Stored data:
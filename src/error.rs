use thiserror::Error;

use crate::mesh::CellType;

/// Errors raised by the cell locators.
#[derive(Debug, Clone, Copy, PartialEq, Eq, Error)]
pub enum LocatorError {
    #[error("cells of kind `{0}` are not supported by this locator")]
    UnsupportedCellKind(CellType),
    #[error("no mesh is attached to the locator")]
    NotAttached,
    #[error("the locator has not been built")]
    NotBuilt,
    #[error("the cell tree is {depth} levels deep, more than the maximum of {max_depth}")]
    TraversalDepthExceeded { depth: usize, max_depth: usize },
}
use rayon::prelude::*;

use crate::error::LocatorError;
use crate::geometry::Point3;
use crate::mesh::VolumeMesh;

/// Where a locator starts looking for the next query point.
///
/// The cache only changes how fast a cell is found, never which cell is found. A point on a face
/// shared by several cells resolves to the smallest of their indices.
#[derive(Debug, Clone, Copy, Default, PartialEq, Eq, Hash)]
pub enum CacheMode {
    /// Every query starts from scratch.
    #[default]
    Off,
    /// Queries start close to the previous hit.
    Half,
    /// Queries resume exactly where the previous hit left off.
    Full,
}

/// A trait to locate one or several query points within a volume mesh.
///
/// A locator is first attached to a mesh, then built, and can then answer queries. Queries take
/// `&mut self` because they update the cache of the locator. To query from several threads, clone
/// the locator: clones share the search structure and own their cache.
pub trait CellLocator<'a> {
    /// Binds the locator to `mesh`.
    ///
    /// Fails if the locator does not support the kind of cells of the mesh.
    fn attach(&mut self, mesh: &'a VolumeMesh) -> Result<(), LocatorError>;

    /// Builds the search structure of the attached mesh.
    fn build(&mut self) -> Result<(), LocatorError>;

    fn cache_mode(&self) -> CacheMode;

    /// Changes the cache mode. The cache is cleared.
    fn set_cache_mode(&mut self, mode: CacheMode);

    /// Forgets everything learned from previous queries.
    fn clear_cache(&mut self);

    /// Locates one query point within the mesh.
    ///
    /// Returns `Ok(None)` if the query point does not lie in any cell of the mesh, and an error if
    /// the locator is not built.
    fn try_find_cell(&mut self, point: &Point3) -> Result<Option<usize>, LocatorError>;

    /// Locates one query point within the mesh.
    ///
    /// Returns [`None`] if the query point does not lie in any cell of the mesh.
    ///
    /// # Panics
    ///
    /// Panics if the locator has not been attached and built.
    fn find_cell(&mut self, point: &Point3) -> Option<usize> {
        match self.try_find_cell(point) {
            Ok(cell) => cell,
            Err(err) => panic!("Cannot locate a point: {}", err),
        }
    }

    /// Locates several query points within the mesh, in order.
    fn locate_many(&mut self, points: &[Point3]) -> Vec<Option<usize>> {
        points.iter().map(|point| self.find_cell(point)).collect()
    }

    /// Locates several query points within the mesh in parallel.
    ///
    /// Each worker queries its own clone of the locator.
    fn par_locate_many(&self, points: &[Point3]) -> Vec<Option<usize>>
    where
        Self: Clone + Sync,
    {
        points
            .par_iter()
            .map_init(|| self.clone(), |locator, point| locator.find_cell(point))
            .collect()
    }
}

*YOUR INSTRUCTIONS*.
Copy out all of the records verbatim.

*WORKED SOLUTION*.
filename src/error.rs
use thiserror::Error;

use crate::mesh::CellType;

/// Errors raised by the cell locators.
#[derive(Debug, Clone, Copy, PartialEq, Eq, Error)]
pub enum LocatorError {
    #[error("cells of kind `{0}` are not supported by this locator")]
    UnsupportedCellKind(CellType),
    #[error("no mesh is attached to the locator")]
    NotAttached,
    #[error("the locator has not been built")]
    NotBuilt,
    #[error("the cell tree is {depth} levels deep, more than the maximum of {max_depth}")]
    TraversalDepthExceeded { depth: usize, max_depth: usize },
}
use rayon::prelude::*;

use crate::error::LocatorError;
use crate::geometry::Point3;
use crate::mesh::VolumeMesh;

/// Where a locator starts looking for the next query point.
///
/// The cache only changes how fast a cell is found, never which cell is found. A point on a face
/// shared by several cells resolves to the smallest of their indices.
#[derive(Debug, Clone, Copy, Default, PartialEq, Eq, Hash)]
pub enum CacheMode {
    /// Every query starts from scratch.
    #[default]
    Off,
    /// Queries start close to the previous hit.
    Half,
    /// Queries resume exactly where the previous hit left off.
    Full,
}

/// A trait to locate one or several query points within a volume mesh.
///
/// A locator is first attached to a mesh, then built, and can then answer queries. Queries take
/// `&mut self` because they update the cache of the locator. To query from several threads, clone
/// the locator: clones share the search structure and own their cache.
pub trait CellLocator<'a> {
    /// Binds the locator to `mesh`.
    ///
    /// Fails if the locator does not support the kind of cells of the mesh.
    fn attach(&mut self, mesh: &'a VolumeMesh) -> Result<(), LocatorError>;

    /// Builds the search structure of the attached mesh.
    fn build(&mut self) -> Result<(), LocatorError>;

    fn cache_mode(&self) -> CacheMode;

    /// Changes the cache mode. The cache is cleared.
    fn set_cache_mode(&mut self, mode: CacheMode);

    /// Forgets everything learned from previous queries.
    fn clear_cache(&mut self);

    /// Locates one query point within the mesh.
    ///
    /// Returns `Ok(None)` if the query point does not lie in any cell of the mesh, and an error if
    /// the locator is not built.
    fn try_find_cell(&mut self, point: &Point3) -> Result<Option<usize>, LocatorError>;

    /// Locates one query point within the mesh.
    ///
    /// Returns [`None`] if the query point does not lie in any cell of the mesh.
    ///
    /// # Panics
    ///
    /// Panics if the locator has not been attached and built.
    fn find_cell(&mut self, point: &Point3) -> Option<usize> {
        match self.try_find_cell(point) {
            Ok(cell) => cell,
            Err(err) => panic!("Cannot locate a point: {}", err),
        }
    }

    /// Locates several query points within the mesh, in order.
    fn locate_many(&mut self, points: &[Point3]) -> Vec<Option<usize>> {
        points.iter().map(|point| self.find_cell(point)).collect()
    }

    /// Locates several query points within the mesh in parallel.
    ///
    /// Each worker queries its own clone of the locator.
    fn par_locate_many(&self, points: &[Point3]) -> Vec<Option<usize>>
    where
        Self: Clone + Sync,
    {
        points
            .par_iter()
            .map_init(|| self.clone(), |locator, point| locator.find_cell(point))
            .collect()
    }
}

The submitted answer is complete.